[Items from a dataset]

Segment Open

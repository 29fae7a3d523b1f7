// Copyright (c) 2024-2026 Martin Schröder <info@swedishembedded.com>
//
// SPDX-License-Identifier: MIT
//! Builds the mount set for one sandbox invocation (§4.6 step 1).

use std::path::{Path, PathBuf};

use nanoclaw_dispatch::ResolvedMount;

/// One bind mount into the container, already resolved to an absolute host
/// path and a container-side target.
#[derive(Debug, Clone, PartialEq, Eq)]
pub struct Mount {
    pub host_path: PathBuf,
    pub container_path: String,
    pub read_only: bool,
}

impl From<ResolvedMount> for Mount {
    fn from(m: ResolvedMount) -> Self {
        Self {
            host_path: m.host_path,
            container_path: m.container_path,
            read_only: m.read_only,
        }
    }
}

/// Everything needed to assemble the base mount set for one group (§4.6
/// step 1) — additional mounts declared on the group go through the
/// mount-allowlist validator separately and are appended by the caller.
pub struct MountContext<'a> {
    pub is_main: bool,
    /// Project directory, mounted read-only for the main group only.
    pub project_dir: &'a Path,
    /// `<groups_dir>/<folder>`, mounted read-write for every group.
    pub group_dir: &'a Path,
    /// Shared global directory, mounted read-only for non-main groups when present.
    pub global_shared_dir: Option<&'a Path>,
    /// Shared provider-credentials directory, read-write (the container is ephemeral).
    pub credentials_dir: &'a Path,
    /// Per-group sessions directory.
    pub sessions_dir: &'a Path,
    /// Per-group IPC namespace root; `messages/` and `tasks/` are mounted individually.
    pub ipc_dir: &'a Path,
    /// Directory holding the env-file with only the allowed environment variable names.
    pub env_file_dir: &'a Path,
}

/// Container-side mount targets, fixed regardless of group.
pub const PROJECT_TARGET: &str = "/workspace/project";
pub const GROUP_TARGET: &str = "/workspace/group";
pub const SHARED_TARGET: &str = "/workspace/shared";
pub const CREDENTIALS_TARGET: &str = "/workspace/credentials";
pub const SESSIONS_TARGET: &str = "/workspace/sessions";
pub const IPC_MESSAGES_TARGET: &str = "/workspace/ipc/messages";
pub const IPC_TASKS_TARGET: &str = "/workspace/ipc/tasks";
pub const ENV_FILE_TARGET: &str = "/workspace/env";

pub fn build_base_mounts(ctx: &MountContext) -> Vec<Mount> {
    let mut mounts = Vec::new();

    if ctx.is_main {
        mounts.push(Mount {
            host_path: ctx.project_dir.to_path_buf(),
            container_path: PROJECT_TARGET.to_string(),
            read_only: true,
        });
    }

    mounts.push(Mount {
        host_path: ctx.group_dir.to_path_buf(),
        container_path: GROUP_TARGET.to_string(),
        read_only: false,
    });

    if !ctx.is_main {
        if let Some(shared) = ctx.global_shared_dir {
            mounts.push(Mount {
                host_path: shared.to_path_buf(),
                container_path: SHARED_TARGET.to_string(),
                read_only: true,
            });
        }
    }

    mounts.push(Mount {
        host_path: ctx.credentials_dir.to_path_buf(),
        container_path: CREDENTIALS_TARGET.to_string(),
        read_only: false,
    });
    mounts.push(Mount {
        host_path: ctx.sessions_dir.to_path_buf(),
        container_path: SESSIONS_TARGET.to_string(),
        read_only: false,
    });
    mounts.push(Mount {
        host_path: ctx.ipc_dir.join("messages"),
        container_path: IPC_MESSAGES_TARGET.to_string(),
        read_only: false,
    });
    mounts.push(Mount {
        host_path: ctx.ipc_dir.join("tasks"),
        container_path: IPC_TASKS_TARGET.to_string(),
        read_only: false,
    });
    mounts.push(Mount {
        host_path: ctx.env_file_dir.to_path_buf(),
        container_path: ENV_FILE_TARGET.to_string(),
        read_only: true,
    });

    mounts
}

Segment Closed

**What the exercise asks:** Return every record above exactly, line by line.

**Response to the exercise:**
repository 29fae7a3d523b1f7
// Copyright (c) 2024-2026 Martin Schröder <info@swedishembedded.com>
//
// SPDX-License-Identifier: MIT
//! Builds the mount set for one sandbox invocation (§4.6 step 1).

use std::path::{Path, PathBuf};

use nanoclaw_dispatch::ResolvedMount;

/// One bind mount into the container, already resolved to an absolute host
/// path and a container-side target.
#[derive(Debug, Clone, PartialEq, Eq)]
pub struct Mount {
    pub host_path: PathBuf,
    pub container_path: String,
    pub read_only: bool,
}

impl From<ResolvedMount> for Mount {
    fn from(m: ResolvedMount) -> Self {
        Self {
            host_path: m.host_path,
            container_path: m.container_path,
            read_only: m.read_only,
        }
    }
}

/// Everything needed to assemble the base mount set for one group (§4.6
/// step 1) — additional mounts declared on the group go through the
/// mount-allowlist validator separately and are appended by the caller.
pub struct MountContext<'a> {
    pub is_main: bool,
    /// Project directory, mounted read-only for the main group only.
    pub project_dir: &'a Path,
    /// `<groups_dir>/<folder>`, mounted read-write for every group.
    pub group_dir: &'a Path,
    /// Shared global directory, mounted read-only for non-main groups when present.
    pub global_shared_dir: Option<&'a Path>,
    /// Shared provider-credentials directory, read-write (the container is ephemeral).
    pub credentials_dir: &'a Path,
    /// Per-group sessions directory.
    pub sessions_dir: &'a Path,
    /// Per-group IPC namespace root; `messages/` and `tasks/` are mounted individually.
    pub ipc_dir: &'a Path,
    /// Directory holding the env-file with only the allowed environment variable names.
    pub env_file_dir: &'a Path,
}

/// Container-side mount targets, fixed regardless of group.
pub const PROJECT_TARGET: &str = "/workspace/project";
pub const GROUP_TARGET: &str = "/workspace/group";
pub const SHARED_TARGET: &str = "/workspace/shared";
pub const CREDENTIALS_TARGET: &str = "/workspace/credentials";
pub const SESSIONS_TARGET: &str = "/workspace/sessions";
pub const IPC_MESSAGES_TARGET: &str = "/workspace/ipc/messages";
pub const IPC_TASKS_TARGET: &str = "/workspace/ipc/tasks";
pub const ENV_FILE_TARGET: &str = "/workspace/env";

pub fn build_base_mounts(ctx: &MountContext) -> Vec<Mount> {
    let mut mounts = Vec::new();

    if ctx.is_main {
        mounts.push(Mount {
            host_path: ctx.project_dir.to_path_buf(),
            container_path: PROJECT_TARGET.to_string(),
            read_only: true,
        });
    }

    mounts.push(Mount {
        host_path: ctx.group_dir.to_path_buf(),
        container_path: GROUP_TARGET.to_string(),
        read_only: false,
    });

    if !ctx.is_main {
        if let Some(shared) = ctx.global_shared_dir {
            mounts.push(Mount {
                host_path: shared.to_path_buf(),
                container_path: SHARED_TARGET.to_string(),
                read_only: true,
            });
        }
    }

    mounts.push(Mount {
        host_path: ctx.credentials_dir.to_path_buf(),
        container_path: CREDENTIALS_TARGET.to_string(),
        read_only: false,
    });
    mounts.push(Mount {
        host_path: ctx.sessions_dir.to_path_buf(),
        container_path: SESSIONS_TARGET.to_string(),
        read_only: false,
    });
    mounts.push(Mount {
        host_path: ctx.ipc_dir.join("messages"),
        container_path: IPC_MESSAGES_TARGET.to_string(),
        read_only: false,
    });
    mounts.push(Mount {
        host_path: ctx.ipc_dir.join("tasks"),
        container_path: IPC_TASKS_TARGET.to_string(),
        read_only: false,
    });
    mounts.push(Mount {
        host_path: ctx.env_file_dir.to_path_buf(),
        container_path: ENV_FILE_TARGET.to_string(),
        read_only: true,
    });

    mounts
}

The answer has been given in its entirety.